在这种储存方式下,一次运算出的彩虹表可以被使用无数次,均摊到每个网站的每个用户的成本是极低的,所以至今仍然有很多服务器在孜孜不倦地运算着md5哈希的彩虹表。这张彩虹表也在大家的努力下变得越来越大。

加盐哈希?

加盐哈希是目前业界最常见的做法。

加盐哈希的步骤如下:

  • 用户注册时,给他随机生成一段字符串,这段字符串就是(Salt)
  • 把用户注册输入的密码和盐拼接在一起,叫做加盐密码
  • 对加盐密码进行哈希,并把结果和盐都储存起来

在登陆时,先取出盐,再同样进行拼接、计算哈希,就能判断密码的合法性。

加盐哈希的做法,既保证了储存数据的不可逆,又防止了上一章的彩虹表攻击方式。这种方式下,黑客拿到数据库后,如果再要用遍历所有常用的密码组合的方式做彩虹表,那他需要对所有常用密码+盐值进行哈希运算。而每个用户的盐值都不相同,之前彩虹表的「一次运算无数次使用」变成了「一次运算一次使用」。这样的成本是难以接受的,由于前提3(攻击成本远高于收益,系统达到相对安全),所以这是一个比较安全的做法。

除了密码,还有别的信息

除了密码以外,手机号等信息也是重要的隐私数据。但手机号与密码不同:对于后端来说,永远不知道密码的明文也不会对业务逻辑造成影响;而后端可能需要明文的手机号,在一些情况下给用户发送短信。

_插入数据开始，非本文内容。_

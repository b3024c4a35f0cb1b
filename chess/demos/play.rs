// Play chess against the engine in the terminal

use abchess::{
    board::PrettyStyle, legal_moves, search::Difficulty, Color, Game, Move, Square,
};
use clap::Parser;
use std::io::{self, BufRead, Write};
use std::str::FromStr;

#[derive(Parser)]
#[command(name = "play")]
#[command(about = "Play chess against the alpha-beta engine")]
struct Args {
    /// Color played by the engine (`w` or `b`)
    #[arg(long, default_value = "b")]
    ai: Color,

    /// Engine strength (easy, medium, hard)
    #[arg(long, default_value = "medium")]
    difficulty: Difficulty,

    /// Search depth in plies, overrides --difficulty
    #[arg(short, long)]
    depth: Option<u8>,

    /// Starting position in FEN
    #[arg(long)]
    fen: Option<String>,

    /// Print the board with Unicode chess symbols
    #[arg(long)]
    utf8: bool,
}

fn print_help() {
    println!("Commands:");
    println!("  e2e4     make a move");
    println!("  e2       list the legal moves of the piece on e2");
    println!("  undo     take back the last move pair");
    println!("  restart  start a new game");
    println!("  quit     exit");
}

fn main() -> Result<(), Box<dyn std::error::Error>> {
    env_logger::init();

    let args = Args::parse();
    let depth = args.depth.unwrap_or(args.difficulty.depth());
    let style = if args.utf8 {
        PrettyStyle::Utf8
    } else {
        PrettyStyle::Ascii
    };
    let mut game = match &args.fen {
        Some(fen) => Game::from_fen(fen)?,
        None => Game::new_initial(),
    };
    let start = args.fen.as_ref().map(|_| game.board().clone());

    print_help();
    let mut stdin = io::stdin().lock();
    loop {
        let status = game.status();
        if let Some(outcome) = status.outcome() {
            println!("{}", game.board().pretty(style));
            println!("Game finished: {}", outcome);
            let moves: Vec<String> = game.history().map(|mv| mv.to_string()).collect();
            println!("Moves: {}", moves.join(" "));
            break;
        }

        if status.turn == args.ai {
            let mv = game.play_ai(depth)?;
            println!("Engine plays {}", mv);
            continue;
        }

        println!("{}", game.board().pretty(style));
        if status.in_check {
            println!("Check!");
        }
        print!("{} move: ", status.turn);
        io::stdout().flush()?;
        let mut s = String::new();
        if stdin.read_line(&mut s)? == 0 {
            break;
        }
        let s = s.trim();

        match s {
            "quit" | "exit" => break,
            "help" => print_help(),
            "restart" => match &start {
                Some(b) => game = Game::new(b.clone()),
                None => game.restart(),
            },
            "undo" => {
                // Take back the engine reply too, so it's the player's turn again
                game.pop();
                if game.status().turn == args.ai {
                    game.pop();
                }
            }
            _ => {
                if let Ok(sq) = Square::from_str(s) {
                    let dsts: Vec<String> = legal_moves(game.board(), sq)
                        .iter()
                        .map(ToString::to_string)
                        .collect();
                    println!("Legal moves from {}: {}", sq, dsts.join(" "));
                    continue;
                }
                let mv = match Move::from_str(s) {
                    Ok(mv) => mv,
                    Err(e) => {
                        println!("Bad move: {}", e);
                        continue;
                    }
                };
                if let Err(e) = game.push(mv) {
                    println!("Cannot play {}: {}", mv, e);
                }
            }
        }
        println!();
    }

    Ok(())
}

对于手机号这种信息,只能用相对安全的做法,即先对手机号进行对称加密,再将加密结果储存在数据库里;使用时再用密钥解开。

这时密钥不应该被保存在数据库里。如果数据库被拖库,那么些数据的安全性与明文无异。通常会将密钥以环境变量的形式放在服务器上。这时除非网站在被拖库的情况下同时被拿到服务器权限,否则手机号的明文就不会被泄露出去。

不幸的是,从今天AcFun泄露数据来看,A站对手机号应该也做了对称加密存储,但它就是在被拖库的情况下同时被拿到了服务器权限,所以手机号就以明文形式展示了出来。

除了数据库,还有别的地方

就在上个月,2018年的5月4日,twitter发布了一则公告,称他们从来不会把密码的明文储存下来,但他们自己发现了一个漏洞:密码被储存在请求日志里了。

在后端项目生产环境里,总是会打印并收集各种各样的日志。日志可以方便统计数据、在出错的时候回溯、调试bug。但是我们不应该总是打印和收集全部请求的正文内容,因为请求里可能包含密码等敏感信息。当日志被泄露时,用户数据同样会以明文形式直接泄露出去。